One of the newest, and most widely adopted features of Flexible Servers is the built in read replica capability. Introduced in March 2023, this feature enables your database to replicate out to read replica instances, and have them fully managed as part of the service. Having the replication process managed ensures healthy operation and prevents on of the most common Postgres issues I see which is replication slots improperly managed causing database outages (more details on this can be found in my Understanding Replication Slots blog entry)

In this post, we’ll explore the read replica feature of Azure Postgres Flexible Server and how it adds value to your solution architecture.

To start, read replicas provide three main benefits:

Resiliency: Provide disaster recovery (DR) capabilities that do not impact primary database performance and enable faster recovery time objectives (RTO) than a traditional database backup. In the event of a primary database failure the replica server can be promoted to a standalone server and handle application write and read requests. This can be extended out to geo replicas which span Azure regions and provide even more resiliency to your database architecture.

Performance: Offload query and read loads from the primary database to a secondary. This helps protect primary server resources and is often used to back operational reporting solutions.

Scalability: Read replicas can help you scale your database reads by allowing you to distribute read traffic across multiple replicas using each replicas respective connection string. This can help you handle more read traffic without having to scale up your primary database.

Creating a read replica

When a replica is created, an asynchronous (async) connection is established. An async connection is used to ensure there is no negative performance impact to the primary database.
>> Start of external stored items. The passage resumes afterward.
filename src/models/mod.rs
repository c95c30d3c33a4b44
pub mod classify_types;
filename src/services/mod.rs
pub mod classifier;
pub mod image_loader;
use crate::config::ClassifierConfig;
use crate::error::AppError;
use crate::models::classify_types::{
    ClassificationResult, DownloadProgress, ModelId, ModelStatus, Species,
};
use crate::services::classifier::acquirer::ModelAcquirer;
use crate::services::classifier::cache::CacheInspector;
use crate::services::classifier::catalog::ModelCatalog;
use crate::services::classifier::fetcher::{HubFetcher, ModelFetcher};
use crate::services::classifier::inference;
use crate::services::classifier::network::{NetworkProbe, TcpProbe};
use crate::services::classifier::orchestrator::DownloadOrchestrator;
use crate::services::classifier::pipeline::ClassificationPipeline;
use crate::services::classifier::progress::ProgressCallback;
use crate::services::image_loader::{self, ImageSource};
use image::RgbImage;
use std::collections::BTreeMap;
use std::path::PathBuf;
use std::sync::{Arc, OnceLock};
use tokio::sync::watch;
use tracing::{info, warn};

pub type RuntimeCheck = Arc<dyn Fn() -> bool + Send + Sync>;

/// Entry point held by the application's composition root.
pub struct ClassificationService {
    catalog: Arc<ModelCatalog>,
    cache: CacheInspector,
    orchestrator: DownloadOrchestrator,
    pipeline: ClassificationPipeline,
    uploads_dir: Option<PathBuf>,
    runtime_check: RuntimeCheck,
    runtime_available: OnceLock<bool>,
}

impl ClassificationService {
    /// Hub downloads, TCP probe and the ONNX runtime.
    pub fn new(config: ClassifierConfig) -> Result<Self, AppError> {
        std::fs::create_dir_all(&config.model_dir).map_err(|e| {
            AppError::NonRetriable(format!(
                "Failed to create model directory {}: {}",
                config.model_dir.display(),
                e
            ))
        })?;
        let fetcher = Arc::new(HubFetcher::new(&config)?);
        let probe = Arc::new(TcpProbe::from_config(&config.network));
        Self::with_components(config, fetcher, probe, Arc::new(inference::runtime_available))
    }

    pub fn with_components(
        config: ClassifierConfig,
        fetcher: Arc<dyn ModelFetcher>,
        probe: Arc<dyn NetworkProbe>,
        runtime_check: RuntimeCheck,
    ) -> Result<Self, AppError> {
        config.validate()?;
        let catalog = Arc::new(ModelCatalog::from_config(&config)?);
        let cache = CacheInspector::new(config.model_dir.clone());
        let acquirer = Arc::new(ModelAcquirer::new(
            fetcher,
            probe.clone(),
            config.retry.clone(),
            config.network.clone(),
        ));
        let orchestrator =
            DownloadOrchestrator::new(catalog.clone(), cache.clone(), probe, acquirer);

        Ok(Self {
            catalog,
            cache,
            orchestrator,
            pipeline: ClassificationPipeline::new(config.thresholds, config.labels),
            uploads_dir: config.uploads_dir,
            runtime_check,
            runtime_available: OnceLock::new(),
        })
    }

    /// Checked once, then cached for the life of the service.
    pub fn is_available(&self) -> bool {
        *self.runtime_available.get_or_init(|| (self.runtime_check)())
    }

    /// Recomputed from disk on every call.
    pub fn download_status(&self) -> BTreeMap<ModelId, bool> {
        self.catalog
            .iter()
            .map(|d| (d.id, self.cache.is_present(d)))
            .collect()
    }

    pub fn model_statuses(&self) -> Vec<ModelStatus> {
        self.catalog
            .iter()
            .map(|d| ModelStatus {
                id: d.id,
                state: self.orchestrator.state_of(d.id),
                approx_size_mb: d.approx_size_mb,
            })
            .collect()
    }

    pub fn total_download_size(&self) -> u32 {
        self.orchestrator.missing_size_mb()
    }

    pub async fn download_all(&self, on_progress: Option<ProgressCallback>) -> bool {
        if !self.is_available() {
            if let Some(cb) = &on_progress {
                cb(0, DownloadProgress::TOTAL_STEPS, "AI dependencies not available");
            }
            return false;
        }
        self.orchestrator.download_all(on_progress).await
    }

    pub fn cancel_download(&self) {
        self.orchestrator.cancel();
    }

    pub fn is_downloading(&self) -> bool {
        self.orchestrator.is_downloading()
    }

    pub fn download_progress(&self) -> DownloadProgress {
        self.orchestrator.progress()
    }

    pub fn subscribe_progress(&self) -> watch::Receiver<DownloadProgress> {
        self.orchestrator.subscribe()
    }

    /// Loads the species model and, if given, that species' breed model.
    /// Rejected while a download is running.
    pub async fn preload(&self, species: Option<Species>) -> bool {
        if !self.is_available() {
            return false;
        }
        let mut ids = vec![ModelId::Species];
        ids.extend(species.and_then(|s| s.breed_model()));
        for id in ids {
            if let Err(e) = self.orchestrator.load_one(id).await {
                warn!("Preload of {} failed: {}", id, e);
                return false;
            }
        }
        true
    }

    /// Blocking work runs on worker threads; failures come back inside the result.
    pub async fn classify(
        &self,
        source: ImageSource,
        on_progress: Option<ProgressCallback>,
    ) -> ClassificationResult {
        if !self.is_available() {
            return ClassificationResult::from_error(
                AppError::NotAvailable("the ONNX runtime could not be initialised".to_string())
                    .to_string(),
            );
        }

        if !self.download_status().values().all(|present| *present) {
            match on_progress {
                Some(cb) => {
                    if !self.orchestrator.download_all(Some(cb)).await {
                        return ClassificationResult::from_error("Failed to download AI models");
                    }
                }
                None => {
                    return ClassificationResult::from_error(
                        AppError::NotAvailable("AI models are not downloaded yet".to_string())
                            .to_string(),
                    );
                }
            }
        }

        let uploads_dir = self.uploads_dir.clone();
        let image = match tokio::task::spawn_blocking(move || {
            image_loader::decode(&source, uploads_dir.as_deref())
        })
        .await
        {
            Ok(Ok(image)) => image,
            Ok(Err(e)) => {
                warn!("{}", e);
                return ClassificationResult::from_error(
                    "Failed to load image. Please try a different image.",
                );
            }
            Err(e) => return ClassificationResult::from_error(format!("Image worker failed: {}", e)),
        };

        match self.run_pipeline(image).await {
            Ok(result) => {
                info!(
                    "Classified as {:?} / {} ({:.2})",
                    result.species, result.breed, result.breed_confidence
                );
                result
            }
            Err(e) => {
                warn!("Classification error: {}", e);
                ClassificationResult::from_error(e.to_string())
            }
        }
    }

    /// Species first, then only the breed model that species needs.
    async fn run_pipeline(&self, image: RgbImage) -> Result<ClassificationResult, AppError> {
        let image = Arc::new(image);
        let species_model = self.orchestrator.load_one(ModelId::Species).await?;

        let (pipeline, input) = (self.pipeline.clone(), image.clone());
        let (species, confidence) = tokio::task::spawn_blocking(move || {
            pipeline.species_of(&input, species_model.as_ref())
        })
        .await
        .map_err(|e| AppError::Classification(format!("Species worker failed: {}", e)))??;

        let breed_model = match species.breed_model() {
            Some(id) => Some(self.orchestrator.load_one(id).await?),
            None => None,
        };

        let pipeline = self.pipeline.clone();
        tokio::task::spawn_blocking(move || {
            pipeline.breed_result(&image, species, confidence, breed_model.as_deref())
        })
        .await
        .map_err(|e| AppError::Classification(format!("Breed worker failed: {}", e)))?
    }
}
Due to the nature of async connections there is a possibility of data loss when failures occur, and newly committed data has not been replicated to the read replica server.

Azure portal deployment

Log in to the Azure Portal, and navigate to Azure Database for PostgreSQL servers blade. Select the database server you want to enable a read replica on, go into the Replication blade and select ‘Add Replica’.

Note: Read Replicas are currently supported for the General Purpose and Memory Optimized server compute tiers, Burstable server compute tier is not supported.

You will notice that several options are grayed out. These are options that are inherited from the primary server and can not be customized during the read replica creation process. You can select the same region as the primary server, or another region to make the replica geo redundant. You can deploy a replica into

Note: coming in the next few months will be the ability to specify a different Azure Resource Group for read replica servers.

After selecting Create, the deployment process will begin. This can take minutes or several hours depending on a few criteria:

Same region replicas will use a database snapshot, so the time of creation does not depend on the size of the database. This method uses disk-snapshot to create the read replica, similar to how PITR works, then syncs the remaining delta with the primary using the physical replication process. With this method, most of the provision time is spent creating the compute instance compared to migrating the data.

Geo replicas will use a base backup of the primary server which is moved from the primary region to the replica region over the Azure network, and therefore size of the database will have a direct impact on the replication deployment duration. Once a backup is copied it will be restored and transaction logs replayed to bring the replica up to date with the primary.

While the primary database is deploying a replica, it will be in an “updating” state. You will notice some control plane options are not available (this is also true when deleting or promoting a replica). These options will become available again once the replication is complete. During this time the primary database is fully functional and online and available for normal operation (both read and write).

Once complete the read replica will be tied to the primary with an asynchronous physical replication process managed by the service.

Azure CLI deployment

Azure Postgres Flexible Servers can also be deployed through the Azure CLI (Command Line Interface) or infrastructure as code (IaC) solutions like ARM, Bicep, Terraform, or Ansible.

Before deployment you need to have the following prerequisites met:

Install Azure CLI 2.0
An Azure Database for PostgreSQL Flexible Server to be the primary server.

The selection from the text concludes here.